Chez Red Bull, l’optimisme est de rigueur. Malgré quelques légères difficultés d’adaptation au nouveau package aérodynamique, l’équipe multiplie les tours afin d’accroître la compréhension de sa RB20. Verstappen et Pérez, qui se relaient au volant, affichent une forme déjà impressionnante, avec des simulations de course prometteuses et des relais réguliers. Mais ils gardent un œil attentif sur Mercedes, qui s’illustre par une stabilité nouvelle après deux saisons de relative disette. Hamilton et Russell saluent d’ailleurs la maniabilité accrue de la W15, fruit d’un long travail hivernal et d’une coopération renouvelée avec leur département moteur.
Ferrari, quant à elle, conjugue prudence et optimisme. Charles Leclerc et Carlos Sainz se montrent réservés quant à leurs chronos, concentrant leurs efforts sur l’évaluation du nouveau groupe propulseur et la gestion des pneumatiques – élément crucial à Bahreïn où la dégradation est particulièrement exacerbée. Les ingénieurs italiens paraissent néanmoins confiants, citant des progrès notables en termes d’efficacité énergétique et de polyvalence sur longs relais. Derrière eux, McLaren et Aston Martin poursuivent leur progression, se positionnant régulièrement dans le top 6 lors des simulations de qualifications et allongeant les tandems de tours sur longs relais pour peaufiner les réglages finaux.
Parmi les surprises du paddock, on notera la performance remarquable d’Alpine et de Williams, qui semblent avoir trouvé des solutions techniques efficaces pour pallier leurs déficits précédents. Les deux équipes ont impressionné par de nouveaux éléments aérodynamiques, notamment l’introduction d’éléments de plancher repensés et une gestion plus intelligente des flux d’air au niveau du diffuseur. Les temps au tour s’en ressentent, et les ingénieurs des teams rivaux admettent un certain respect pour le rythme affiché, surtout sur des runs à forte charge de carburant.

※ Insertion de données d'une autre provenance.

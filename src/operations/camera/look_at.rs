use crate::error::GeometryError;
use crate::geometry::CameraPose;
use crate::math::{world_up, Point3, Vector3, VIEW_EPSILON};

/// `|forward × up|` below this means the two are treated as parallel.
const PARALLEL_TOLERANCE: f64 = 1e-6;

/// Builds a camera pose at `eye` looking at `target`.
///
/// The basis is right-handed: `right = forward × up`, `up' = right × forward`
/// and the camera's local +Z is `-forward`.
pub struct LookAt {
    eye: Point3,
    target: Point3,
    world_up: Vector3,
}

impl LookAt {
    /// Creates a new `LookAt` using the default Z-up world.
    #[must_use]
    pub fn new(eye: Point3, target: Point3) -> Self {
        Self {
            eye,
            target,
            world_up: world_up(),
        }
    }

    /// Overrides the preferred world up direction.
    #[must_use]
    pub fn with_world_up(mut self, up: Vector3) -> Self {
        self.world_up = up;
        self
    }

    /// Executes the construction.
    ///
    /// # Errors
    ///
    /// Returns [`GeometryError::DegenerateView`] if eye and target are closer
    /// than [`VIEW_EPSILON`].
    pub fn execute(&self) -> Result<CameraPose, GeometryError> {
        let delta = self.target - self.eye;
        let distance = delta.norm();
        if distance.is_nan() || distance < VIEW_EPSILON {
            return Err(GeometryError::DegenerateView { distance });
        }
        let forward = delta / distance;

        // Fall back to +Y, then +X, when looking straight along the up axis.
        let right = [self.world_up, Vector3::y(), Vector3::x()]
            .iter()
            .map(|up| forward.cross(up))
            .find(|r| r.norm() > PARALLEL_TOLERANCE)
            .ok_or(GeometryError::ZeroVector)?
            .normalize();
        let up = right.cross(&forward).normalize();

        Ok(CameraPose {
            position: self.eye,
            right,
            up,
            back: -forward,
        })
    }
}

#[cfg(test)]
#[allow(clippy::unwrap_used)]
mod tests {
    use super::*;
    use approx::assert_relative_eq;

    fn p(x: f64, y: f64, z: f64) -> Point3 {
        Point3::new(x, y, z)
    }

    fn assert_basis(pose: &CameraPose) {
        for v in [pose.right, pose.up, pose.back] {
            assert_relative_eq!(v.norm(), 1.0, epsilon = 1e-6);
        }
        assert!(pose.right.dot(&pose.up).abs() < 1e-6);
        assert!(pose.right.dot(&pose.view_direction()).abs() < 1e-6);
        assert!(pose.up.dot(&pose.view_direction()).abs() < 1e-6);
        assert_relative_eq!(pose.right.cross(&pose.up), pose.back, epsilon = 1e-9);
    }

    #[test]
    fn looking_along_x() {
        let pose = LookAt::new(p(0.0, 0.0, 0.0), p(10.0, 0.0, 0.0)).execute().unwrap();
        assert_relative_eq!(pose.view_direction(), Vector3::x());
        assert_relative_eq!(pose.up, Vector3::z());
        assert_relative_eq!(pose.right, -Vector3::y());
        assert_basis(&pose);
    }

    #[test]
    fn eye_equal_to_target_is_degenerate() {
        let err = LookAt::new(p(5.0, 5.0, 5.0), p(5.0, 5.0, 5.0)).execute().unwrap_err();
        assert!(matches!(err, GeometryError::DegenerateView { .. }));
    }

    #[test]
    fn nearly_coincident_is_degenerate() {
        let result = LookAt::new(p(1.0, 1.0, 1.0), p(1.0, 1.0, 1.0 + 5e-5)).execute();
        assert!(matches!(result, Err(GeometryError::DegenerateView { .. })));
    }

    #[test]
    fn looking_straight_down_falls_back_to_y_up() {
        let pose = LookAt::new(p(0.0, 0.0, 10.0), p(0.0, 0.0, 0.0)).execute().unwrap();
        assert_relative_eq!(pose.view_direction(), -Vector3::z());
        assert_basis(&pose);
        assert!(pose.up.dot(&Vector3::y()).abs() > 0.99);
    }

    #[test]
    fn oblique_view_keeps_up_vertical() {
        let pose = LookAt::new(p(10.0, 10.0, 10.0), p(0.0, 0.0, 0.0)).execute().unwrap();
        assert_basis(&pose);
        // Right stays horizontal, up leans towards +Z.
        assert!(pose.right.z.abs() < 1e-9);
        assert!(pose.up.z > 0.0);
    }

    #[test]
    fn custom_world_up() {
        let pose = LookAt::new(p(0.0, 0.0, 0.0), p(0.0, 0.0, -5.0))
            .with_world_up(Vector3::y())
            .execute()
            .unwrap();
        assert_relative_eq!(pose.up, Vector3::y());
        assert_basis(&pose);
    }
}
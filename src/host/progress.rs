use std::sync::atomic::{AtomicBool, Ordering};
use std::sync::Arc;

use crate::pipeline::BatchSummary;

use super::ProgressSink;

/// Cooperative cancellation flag shared between the batch and its caller.
///
/// Cloning yields another handle to the same flag.
#[derive(Debug, Clone, Default)]
pub struct CancelToken(Arc<AtomicBool>);

impl CancelToken {
    #[must_use]
    pub fn new() -> Self {
        Self::default()
    }

    /// Requests that the batch stop before its next result.
    pub fn cancel(&self) {
        self.0.store(true, Ordering::SeqCst);
    }

    #[must_use]
    pub fn is_cancelled(&self) -> bool {
        self.0.load(Ordering::SeqCst)
    }
}

/// Progress sink that reports through `tracing` and polls a [`CancelToken`].
#[derive(Debug, Default)]
pub struct LoggingProgress {
    token: CancelToken,
}

impl LoggingProgress {
    #[must_use]
    pub fn new(token: CancelToken) -> Self {
        Self { token }
    }
}

impl ProgressSink for LoggingProgress {
    fn begin(&mut self, total: usize) {
        tracing::info!(total, "Processing clash results");
    }

    fn update(&mut self, current: usize, total: usize, label: &str) {
        tracing::info!(current, total, label, "Processing clash result");
    }

    fn cancel_requested(&mut self) -> bool {
        self.token.is_cancelled()
    }

    fn end(&mut self, summary: &BatchSummary) {
        tracing::info!(
            success = summary.success,
            skipped = summary.skipped,
            error = summary.error,
            total = summary.total,
            cancelled = summary.cancelled,
            "Finished clash batch"
        );
    }
}

/// Progress sink that ignores every report and never cancels.
#[derive(Debug, Default, Clone, Copy)]
pub struct NullProgress;

impl ProgressSink for NullProgress {
    fn begin(&mut self, _total: usize) {}

    fn update(&mut self, _current: usize, _total: usize, _label: &str) {}

    fn cancel_requested(&mut self) -> bool {
        false
    }

    fn end(&mut self, _summary: &BatchSummary) {}
}
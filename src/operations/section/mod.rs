mod padding;
mod section_box;
mod section_plane;

pub use padding::{PaddingMode, PaddingPolicy};
pub use section_box::SectionBox;
pub use section_plane::SectionPlane;
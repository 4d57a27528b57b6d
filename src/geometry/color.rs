use serde::{Deserialize, Serialize};

/// An RGBA color with components in `0.0..=1.0`.
#[derive(Debug, Clone, Copy, PartialEq, Serialize, Deserialize)]
pub struct Color {
    pub r: f32,
    pub g: f32,
    pub b: f32,
    /// Opacity; `1.0` is fully opaque.
    #[serde(default = "opaque")]
    pub a: f32,
}

fn opaque() -> f32 {
    1.0
}

impl Color {
    /// Emphasis color used for clashing items.
    pub const RED: Color = Color::rgb(1.0, 0.0, 0.0);

    /// Translucent grey applied to context items by the fade template.
    pub const FADED: Color = Color::rgba(0.6, 0.6, 0.6, 0.15);

    /// Creates an opaque color.
    #[must_use]
    pub const fn rgb(r: f32, g: f32, b: f32) -> Self {
        Self { r, g, b, a: 1.0 }
    }

    /// Creates a color with explicit opacity.
    #[must_use]
    pub const fn rgba(r: f32, g: f32, b: f32, a: f32) -> Self {
        Self { r, g, b, a }
    }

    /// Returns `true` if every component lies in `0.0..=1.0`.
    #[must_use]
    pub fn is_valid(&self) -> bool {
        [self.r, self.g, self.b, self.a]
            .iter()
            .all(|c| (0.0..=1.0).contains(c))
    }
}

impl Default for Color {
    fn default() -> Self {
        Color::RED
    }
}
impl ViewpointStore for MemoryViewpointStore {
    fn create_folder(&mut self, name: &str) -> HostResult<FolderRef> {
        self.calls.record(HostOp::CreateFolder)?;
        let folder = FolderRef {
            name: name.to_string(),
        };
        self.folders.push((folder.clone(), Vec::new()));
        Ok(folder)
    }

    fn save_viewpoint(&mut self, folder: &FolderRef, record: &ViewpointRecord) -> HostResult<()> {
        self.calls.record(HostOp::SaveViewpoint)?;
        let (_, records) = self
            .folders
            .iter_mut()
            .find(|(f, _)| f == folder)
            .ok_or_else(|| HostError::new(HostOp::SaveViewpoint.name(), "unknown folder"))?;
        records.push(record.clone());
        Ok(())
    }
}

#[cfg(test)]
#[allow(clippy::unwrap_used)]
mod tests {
    use super::*;
    use crate::clash::ClashStatus;
    use crate::math::Point3;

    fn cube(x: f64) -> Option<Aabb> {
        Some(Aabb::new(Point3::new(x, 0.0, 0.0), Point3::new(x + 1.0, 1.0, 1.0)))
    }

    #[test]
    fn injected_failure_hits_only_that_call() {
        let mut doc = ModelDocument::new();
        let a = doc.add_item("a", cube(0.0));
        doc.calls_mut().fail_on(HostOp::Highlight, 2);

        assert!(doc.highlight(&[a], Color::RED).is_ok());
        let err = doc.highlight(&[a], Color::RED).unwrap_err();
        assert_eq!(err.operation, "highlight");
        assert!(doc.highlight(&[a], Color::RED).is_ok());
        assert_eq!(doc.calls().count(HostOp::Highlight), 3);
    }

    #[test]
    fn read_only_queries_are_counted() {
        let mut doc = ModelDocument::new();
        let a = doc.add_item("a", cube(0.0));
        doc.calls_mut().fail_on(HostOp::ItemBounds, 2);
        doc.calls_mut().fail_on(HostOp::CurrentCameraPose, 1);

        assert!(doc.item_bounds(a).is_ok());
        assert_eq!(doc.item_bounds(a).unwrap_err().operation, "item_bounds");
        assert_eq!(
            doc.current_camera_pose().unwrap_err().operation,
            "current_camera_pose"
        );
        assert!(doc.current_camera_pose().is_ok());
        assert_eq!(doc.calls().count(HostOp::ItemBounds), 2);
        assert_eq!(doc.calls().count(HostOp::CurrentCameraPose), 2);
    }

    #[test]
    fn frame_to_selection_looks_at_selection() {
        let mut doc = ModelDocument::new();
        let a = doc.add_item("a", cube(10.0));
        doc.set_selection(&[a]).unwrap();
        doc.frame_to_selection().unwrap();

        let pose = doc.current_camera_pose().unwrap();
        assert!(pose.is_orthonormal(1e-9));
        let to_target = (Point3::new(10.5, 0.5, 0.5) - pose.position).normalize();
        assert!((to_target.dot(&pose.view_direction()) - 1.0).abs() < 1e-9);
    }

    #[test]
    fn frame_to_empty_selection_fails() {
        let mut doc = ModelDocument::new();
        doc.add_item("no geometry", None);
        assert!(doc.frame_to_selection().is_err());
    }

    #[test]
    fn unknown_item_is_rejected() {
        let mut other = ModelDocument::new();
        let foreign = other.add_item("x", cube(0.0));
        let mut doc = ModelDocument::new();
        assert!(doc.item_bounds(foreign).is_err());
        assert!(doc.set_selection(&[foreign]).is_err());
    }

    #[test]
    fn source_filters_by_status() {
        let test = ClashTest::new(
            "T",
            vec![
                ClashResult::new("1", "a", ClashStatus::New),
                ClashResult::new("2", "b", ClashStatus::Resolved),
                ClashResult::new("3", "c", ClashStatus::Active),
            ],
        );
        let mut source = MemoryClashSource::new();
        let open = source.ordered_results(&test, &StatusFilter::open()).unwrap();
        let ids: Vec<_> = open.iter().map(|r| r.id.as_str()).collect();
        assert_eq!(ids, ["1", "3"]);
    }

    #[test]
    fn source_prefers_named_test() {
        let tests = [ClashTest::new("A", vec![]), ClashTest::new("B", vec![])];
        assert_eq!(MemoryClashSource::new().select_test(&tests).unwrap().name, "A");
        let mut source = MemoryClashSource::new().prefer("B");
        assert_eq!(source.select_test(&tests).unwrap().name, "B");
        let mut missing = MemoryClashSource::new().prefer("C");
        assert!(missing.select_test(&tests).is_none());
    }
}
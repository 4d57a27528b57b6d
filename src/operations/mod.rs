pub mod bounds;
pub mod camera;
pub mod section;
//! Capability traits for the collaborators the pipeline drives.
//!
//! The clash engine, the interactive viewport, viewpoint persistence and
//! progress UI all live outside this crate. The pipeline only ever talks to
//! them through these traits, passed in explicitly as [`Hosts`].

pub mod memory;
pub mod progress;

use crate::clash::{ClashResult, ClashTest, ItemId, StatusFilter};
use crate::error::HostError;
use crate::geometry::{Aabb, CameraPose, Color, SectionVolume};
use crate::pipeline::{BatchSummary, ViewpointRecord};

/// Result type for collaborator calls.
pub type HostResult<T> = std::result::Result<T, HostError>;

/// Supplies clash tests and their results.
pub trait ClashSource {
    /// Picks the test to process from `candidates`, or `None` if the user
    /// declined or nothing is suitable.
    fn select_test(&mut self, candidates: &[ClashTest]) -> Option<ClashTest>;

    /// Returns the results of `test` that pass `filter`, in engine order.
    ///
    /// # Errors
    ///
    /// Returns an error if the clash engine cannot enumerate the results.
    fn ordered_results(
        &mut self,
        test: &ClashTest,
        filter: &StatusFilter,
    ) -> HostResult<Vec<ClashResult>>;
}

/// Optional features a viewport host may or may not provide.
///
/// Queried once per batch; the pipeline never probes by trial and error.
#[derive(Debug, Clone, Copy, PartialEq, Eq)]
#[allow(clippy::struct_excessive_bools)]
pub struct HostCapabilities {
    /// `frame_to_selection` is available.
    pub frame_to_selection: bool,
    /// `set_camera_pose` is available.
    pub camera_control: bool,
    /// `enable_section` / `disable_section` are available.
    pub sectioning: bool,
    /// `set_hidden` / `reset_all_hidden` are available.
    pub hiding: bool,
}

impl HostCapabilities {
    /// A host supporting every optional feature.
    #[must_use]
    pub fn all() -> Self {
        Self {
            frame_to_selection: true,
            camera_control: true,
            sectioning: true,
            hiding: true,
        }
    }
}

/// The interactive 3D document: model items, selection, section, camera.
pub trait ViewportHost {
    fn capabilities(&self) -> HostCapabilities;

    /// Bounding box of `item`, or `None` if it has no geometry.
    ///
    /// # Errors
    ///
    /// Returns an error if the item reference cannot be resolved.
    fn item_bounds(&self, item: ItemId) -> HostResult<Option<Aabb>>;

    /// Every item in the model, used by isolation and global cleanup.
    fn model_items(&self) -> Vec<ItemId>;

    /// Overrides the display color of `items`.
    ///
    /// # Errors
    ///
    /// Returns an error if the host rejects the override.
    fn highlight(&mut self, items: &[ItemId], color: Color) -> HostResult<()>;

    /// Replaces the current selection with `items`.
    ///
    /// # Errors
    ///
    /// Returns an error if the host rejects the selection.
    fn set_selection(&mut self, items: &[ItemId]) -> HostResult<()>;

    /// # Errors
    ///
    /// Returns an error if the host cannot clear the selection.
    fn clear_selection(&mut self) -> HostResult<()>;

    /// Activates `volume` as the current section.
    ///
    /// # Errors
    ///
    /// Returns an error if the host cannot apply the section.
    fn enable_section(&mut self, volume: &SectionVolume) -> HostResult<()>;

    /// # Errors
    ///
    /// Returns an error if the host cannot remove the section.
    fn disable_section(&mut self) -> HostResult<()>;

    /// Zooms the camera to fit the current selection.
    ///
    /// # Errors
    ///
    /// Returns an error if framing fails or nothing is selected.
    fn frame_to_selection(&mut self) -> HostResult<()>;

    /// # Errors
    ///
    /// Returns an error if the host rejects the pose.
    fn set_camera_pose(&mut self, pose: &CameraPose) -> HostResult<()>;

    /// # Errors
    ///
    /// Returns an error if the camera cannot be read.
    fn current_camera_pose(&self) -> HostResult<CameraPose>;

    /// # Errors
    ///
    /// Returns an error if the host cannot change visibility.
    fn set_hidden(&mut self, items: &[ItemId], hidden: bool) -> HostResult<()>;

    /// # Errors
    ///
    /// Returns an error if the host cannot reset visibility.
    fn reset_all_hidden(&mut self) -> HostResult<()>;

    /// Removes color overrides from `items`.
    ///
    /// # Errors
    ///
    /// Returns an error if the host cannot reset the overrides.
    fn reset_color_overrides(&mut self, items: &[ItemId]) -> HostResult<()>;
}

/// Handle to a viewpoint folder created by a [`ViewpointStore`].
#[derive(Debug, Clone, PartialEq, Eq, Hash)]
pub struct FolderRef {
    pub name: String,
}

/// Persists saved viewpoints.
pub trait ViewpointStore {
    /// # Errors
    ///
    /// Returns an error if the folder cannot be created.
    fn create_folder(&mut self, name: &str) -> HostResult<FolderRef>;

    /// # Errors
    ///
    /// Returns an error if the viewpoint cannot be saved.
    fn save_viewpoint(&mut self, folder: &FolderRef, record: &ViewpointRecord) -> HostResult<()>;
}

/// Receives batch progress and answers cancellation polls.
pub trait ProgressSink {
    fn begin(&mut self, total: usize);

    /// Reports that result `current` (1-based) of `total` is starting.
    fn update(&mut self, current: usize, total: usize, label: &str);

    /// Polled before each result; `true` stops the batch.
    fn cancel_requested(&mut self) -> bool;

    fn end(&mut self, summary: &BatchSummary);
}

/// The set of collaborators one batch runs against.
pub struct Hosts<'a> {
    pub source: &'a mut dyn ClashSource,
    pub viewport: &'a mut dyn ViewportHost,
    pub store: &'a mut dyn ViewpointStore,
    pub progress: &'a mut dyn ProgressSink,
}
use chrono::NaiveDateTime;

/// Output folder name: `"<prefix>_<test>_<YYYYMMDD_HHMM>"`.
#[must_use]
pub fn folder_name(prefix: &str, test_name: &str, timestamp: &NaiveDateTime) -> String {
    format!("{prefix}_{test_name}_{}", timestamp.format("%Y%m%d_%H%M"))
}

/// Viewpoint name: `"<ordinal> - <display name>"`, `ordinal` 1-based.
#[must_use]
pub fn viewpoint_name(ordinal: usize, display_name: &str) -> String {
    format!("{ordinal} - {display_name}")
}

#[cfg(test)]
mod tests {
    use super::*;
    use chrono::NaiveDate;

    #[test]
    fn folder_name_format() {
        let ts = NaiveDate::from_ymd_opt(2024, 3, 1)
            .and_then(|d| d.and_hms_opt(14, 5, 59))
            .unwrap_or_default();
        assert_eq!(
            folder_name("Clash VP", "Duct vs Beam", &ts),
            "Clash VP_Duct vs Beam_20240301_1405"
        );
    }

    #[test]
    fn viewpoint_name_format() {
        assert_eq!(viewpoint_name(3, "Clash7"), "3 - Clash7");
    }
}
use crate::geometry::{Aabb, SectionVolume};
use crate::math::Point3;

use super::PaddingPolicy;

/// Builds a six-plane section box around a clash.
///
/// The box is grown symmetrically by the padding policy, so even a
/// zero-size or empty input yields a volume with positive extent on every
/// axis. An empty input is centered on the origin.
pub struct SectionBox {
    bounds: Aabb,
    padding: PaddingPolicy,
}

impl SectionBox {
    /// Creates a new `SectionBox` operation.
    #[must_use]
    pub fn new(bounds: Aabb, padding: PaddingPolicy) -> Self {
        Self { bounds, padding }
    }

    /// The padded box the section planes enclose.
    #[must_use]
    pub fn padded_bounds(&self) -> Aabb {
        let base = if self.bounds.is_empty() {
            Aabb::from_point(Point3::origin())
        } else {
            self.bounds
        };
        base.expanded_per_axis(&self.padding.padding_for(&base))
    }

    /// Executes the operation, returning a [`SectionVolume::Box`].
    #[must_use]
    pub fn execute(&self) -> SectionVolume {
        SectionVolume::from_box(&self.padded_bounds())
    }
}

Les nouvelles unités de puissance introduites pour 2026 occupent d’ailleurs le cœur des discussions dans le paddock. Le passage à des moteurs plus efficients, tirant une part plus conséquente de leur puissance du MGU-K et adoptant un carburant durable à 100 %, a bouleversé l’architecture globale des monoplaces. Cette révolution technologique impose une adaptation rapide mais complexe, aussi bien chez les constructeurs historiques que chez les nouveaux partenaires techniques. Les ingénieurs confient que le moindre détail – refroidissement, poids, gestion électronique – peut significativement impacter la fiabilité et la performance globale.
Cette Journée 1 du test a également permis de voir les premières applications concrètes du nouvel aileron arrière, caractérisé par une surface d’appui réduite pour favoriser le spectacle en rapprochant les monoplaces. Si certains pilotes saluent un pilotage plus sauvage et des possibilités de dépassements accrues, d’autres regrettent un manque initial de stabilité, notamment dans les enchaînements rapides – ce qui donnera matière à travailler lors des prochains jours d’essais.
Dans un climat où chaque détail compte et où les marges sont plus fines que jamais, l’ambiance à Bahreïn est à la fois studieuse et tendue. Les équipes cherchent la fiabilité autant que la performance, conscientes que chaque information collectée sera décisive pour l’ouverture du championnat. Les supporters, eux, peuvent se réjouir : tout laisse à penser que la saison 2026 s’annonce intense, imprévisible et d’une densité exceptionnelle sur toute la grille.